Human neurofibromas xenotransplanted into immunodeficient mice offer an attractive experimental model which allows researchers to explore therapies for NF1. Lee et al reported that human neurofibromas transplanted in the sciatic nerve of nude mice grew for over 6 weeks after the implantation, and tumor enlargement and stability correlated with vascularity [16]. The monitoring of changes in tumors implanted in deep tissue, such as subrenal capsule and sciatic nerve epineurium, required surgical exploration of implanted tumors [16]. The assessment of tumor implants in these locations is thus difficult. Further, because deep implants must be secured by sutures, inflammatory responses may ensue, making the monitoring of outcome more difficult. Here we show that human tumors can be implanted in more approachable locations, particularly the ear, where monitoring can be conducted more easily.
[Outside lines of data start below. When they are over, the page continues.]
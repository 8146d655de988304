//! mapsuggest - Attribute mapping suggestions from sampled records
//!
//! Given candidate attribute matches between a resource object type and the
//! focus type, mapsuggest decides per candidate whether the source value can
//! be used as-is or whether an external suggestion service should propose a
//! transformation script. Decisions are driven by value pairs sampled from
//! accounts and their owners.
//!
//! # Modules
//!
//! - [`domain`] - Paths, values, records and suggestion types
//! - [`store`] - Record store trait and in-memory dataset store
//! - [`pairs`] - Owned record preloading and value pair extraction
//! - [`heuristic`] - Pass-through decision rules
//! - [`service`] - Suggestion service trait and HTTP client
//! - [`quality`] - Expected quality assessment
//! - [`progress`] - Per-candidate progress tracking
//! - [`suggest`] - The suggestion run orchestrator
//! - [`config`] - Configuration types and loading
//! - [`cli`] - Command-line interface

pub mod cli;
pub mod config;
pub mod domain;
pub mod heuristic;
pub mod pairs;
pub mod progress;
pub mod quality;
pub mod service;
pub mod store;
pub mod suggest;

// Re-export commonly used types
pub use config::{Config, ServiceConfig};
pub use domain::{
    AttributeMatch, AttributeRef, ItemPath, MappingSuggestion, MappingsSuggestion, OwnedRecordPair, OwnedRecordRef,
    Record, RecordKind, TargetType, Transformation,
};
pub use heuristic::{Decision, PassThroughReason, decide};
pub use pairs::ValuePair;
pub use progress::{FileProgress, MemoryProgress, ProcessingState, ProgressError, ProgressSink};
pub use quality::{QualityAssessor, QualityError, SampleQualityAssessor};
pub use service::{HttpSuggestionClient, ServiceError, SuggestMappingRequest, SuggestMappingResponse, SuggestionService};
pub use store::{MemoryStore, RecordStore, StoreError};
pub use suggest::{CancelHandle, CancelSignal, RunError, Suggester, SuggestionContext, cancel_pair};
The implantation of human tumor under the skin of the ear has the advantage of easy accessibility of the tumor for monitoring of survival, growth, or changes in vascularization. Surgical implantation in this subcutaneous location is rapid and technically straightforward and does not produce substantial trauma nor detectable inflammatory response to surrounding tissues. Our animal model could be used for discovery of new therapies for NF1 and might offer an opportunity to study the response of tumors from individuals to various combinations and dosages of therapeutics, allowing customized therapy for NF1.
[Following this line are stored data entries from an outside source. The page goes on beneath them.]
//! In-memory record store loaded from a JSON dataset

use async_trait::async_trait;
use serde::{Deserialize, Serialize};
use std::collections::HashMap;
use std::path::Path;
use tracing::{debug, info};

use super::{RecordStore, StoreError};
use crate::domain::{OwnedRecordRef, Record, RecordKind};

/// Dataset file layout
#[derive(Debug, Clone, Default, Serialize, Deserialize)]
#[serde(default)]
pub struct Dataset {
    pub accounts: Vec<Record>,
    pub subjects: Vec<Record>,
}

/// Record store holding everything in memory
///
/// Account order is preserved so sampling is deterministic.
#[derive(Debug, Clone, Default)]
pub struct MemoryStore {
    accounts: Vec<Record>,
    account_index: HashMap<String, usize>,
    subjects: HashMap<String, Record>,
}

impl MemoryStore {
    pub fn new() -> Self {
        Self::default()
    }

    pub fn from_dataset(dataset: Dataset) -> Self {
        debug!(
            accounts = dataset.accounts.len(),
            subjects = dataset.subjects.len(),
            "MemoryStore::from_dataset: called"
        );
        let mut store = Self::new();
        for account in dataset.accounts {
            store.insert_account(account);
        }
        for subject in dataset.subjects {
            store.insert_subject(subject);
        }
        store
    }

    /// Load a dataset file
    pub async fn load(path: impl AsRef<Path>) -> Result<Self, StoreError> {
        let path = path.as_ref();
        debug!(path = %path.display(), "MemoryStore::load: called");
        let content = tokio::fs::read_to_string(path).await?;
        let dataset: Dataset = serde_json::from_str(&content)?;
        info!(
            path = %path.display(),
            accounts = dataset.accounts.len(),
            subjects = dataset.subjects.len(),
            "Loaded dataset"
        );
        Ok(Self::from_dataset(dataset))
    }

    /// Insert or replace an account record
    pub fn insert_account(&mut self, record: Record) {
        match self.account_index.get(&record.id) {
            Some(&idx) => self.accounts[idx] = record,
            None => {
                self.account_index.insert(record.id.clone(), self.accounts.len());
                self.accounts.push(record);
            }
        }
    }

    /// Insert or replace a subject record
    pub fn insert_subject(&mut self, record: Record) {
        self.subjects.insert(record.id.clone(), record);
    }

    pub fn account_count(&self) -> usize {
        self.accounts.len()
    }
}

#[async_trait]
impl RecordStore for MemoryStore {
    async fn get_record(&self, kind: RecordKind, id: &str) -> Result<Record, StoreError> {
        debug!(%kind, %id, "MemoryStore::get_record: called");
        let found = match kind {
            RecordKind::Account => self.account_index.get(id).map(|&idx| &self.accounts[idx]),
            RecordKind::Subject => self.subjects.get(id),
        };
        found.cloned().ok_or_else(|| StoreError::NotFound {
            kind,
            id: id.to_string(),
        })
    }

    async fn sample_owned(&self, limit: usize) -> Result<Vec<OwnedRecordRef>, StoreError> {
        debug!(%limit, "MemoryStore::sample_owned: called");
        let refs: Vec<OwnedRecordRef> = self
            .accounts
            .iter()
            .filter_map(|account| {
                account
                    .owner
                    .as_ref()
                    .map(|owner| OwnedRecordRef::new(account.id.clone(), owner.clone()))
            })
            .take(limit)
            .collect();
        debug!(sampled = refs.len(), "MemoryStore::sample_owned: done");
        Ok(refs)
    }
}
Neurofibromas are benign tumors, with unpredictable pattern of progression. While they may enlarge in early childhood, adolescence, and during the pregnancy, at other times, their growth is mostly indolent. Contrary to previous reports [16], we did not observe substantial changes in tumor size after transplant except for modest and transient increase in size in the first week postimplantation. These changes probably reflect tissue swelling as a reaction to the surgical trauma. The lack of measurable growth of tumors in our model did not allow us to evaluate if pirfenidone is capable of arresting tumor enlargement. However, the indolence of xenotransplants probably reflects the general behavior of the tumors in humans. Many factors have been postulated to play a role in the pathogenesis of neurofibromas, including hormones, trauma, growth factors, and surgical manipulations, but a fundamental understanding of events implicated in their development and growth is lacking.
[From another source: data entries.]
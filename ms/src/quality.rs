//! Expected quality of a suggested mapping
//!
//! The orchestrator treats the assessor as opaque. `SampleQualityAssessor`
//! is the bundled scorer: it measures how many sampled pairs an as-is
//! mapping reproduces.

use async_trait::async_trait;
use thiserror::Error;
use tracing::debug;

use crate::domain::{TargetType, Transformation};
use crate::heuristic::pair_equivalent;
use crate::pairs::ValuePair;

/// Errors from quality assessment
#[derive(Debug, Error)]
pub enum QualityError {
    #[error("Quality assessment failed: {0}")]
    Failed(String),
}

/// Scores a candidate mapping
#[async_trait]
pub trait QualityAssessor: Send + Sync {
    /// Expected quality in `0.0..=1.0`, `Ok(None)` when it cannot be estimated
    async fn assess(
        &self,
        pairs: &[ValuePair],
        target_type: TargetType,
        transformation: Option<&Transformation>,
    ) -> Result<Option<f32>, QualityError>;
}

/// Fraction of populated sample pairs reproduced by an as-is mapping
///
/// Scripted mappings are not scored since no script engine is available.
#[derive(Debug, Clone, Copy, Default)]
pub struct SampleQualityAssessor;

#[async_trait]
impl QualityAssessor for SampleQualityAssessor {
    async fn assess(
        &self,
        pairs: &[ValuePair],
        target_type: TargetType,
        transformation: Option<&Transformation>,
    ) -> Result<Option<f32>, QualityError> {
        if transformation.is_some() {
            debug!("SampleQualityAssessor::assess: scripted mapping, not scored");
            return Ok(None);
        }

        let populated: Vec<&ValuePair> = pairs
            .iter()
            .filter(|p| p.target_values.iter().any(|v| !v.is_null()))
            .collect();
        if populated.is_empty() {
            debug!("SampleQualityAssessor::assess: no populated pairs");
            return Ok(None);
        }

        let matching = populated.iter().filter(|p| pair_equivalent(p, target_type)).count();
        let quality = matching as f32 / populated.len() as f32;
        debug!(matching, populated = populated.len(), quality, "SampleQualityAssessor::assess: done");
        Ok(Some(quality))
    }
}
Finally, we have used our experimental model to test the potential toxicity and efficacy of pirfenidone, a new antifibrotic drug, in the treatment of plexiform neurofibromas. Pirfenidone showed no toxicity and reduced survival of neural tumors during the six weeks of study. Our findings do not allow us to suggest by which mechanism(s) pirfenidone inhibits tumor survival. Since the benefit we observed might increase over longer periods of time, additional studies are necessary to evaluate the effects of prolonged therapy with pirfenidone. However, our results indicate that pirfenidone is a good candidate for therapy of neurofibromatosis type I and therefore further investigations are warranted to determine the mechanism of action and long-term effects of treatment with this agent.

ACKNOWLEDGMENTS

This work was supported by Grants HL52297 and HL46810 (to J.L.Platt), Grant 2A336 from NF, Inc (to D. Babovic-Vuksanovic), and von Liebig Grant 2A3021. We thank Marnac, Inc, for providing the pirfenidone and Ms Lori Adler for assistance in the preparation of this paper. Animal experiments described in this work have been conducted under the protocol approved by the Institutional Animal Care and Use Committee, where national and institutional policies of humane care and use of laboratory animals have been followed (IACUC A30899).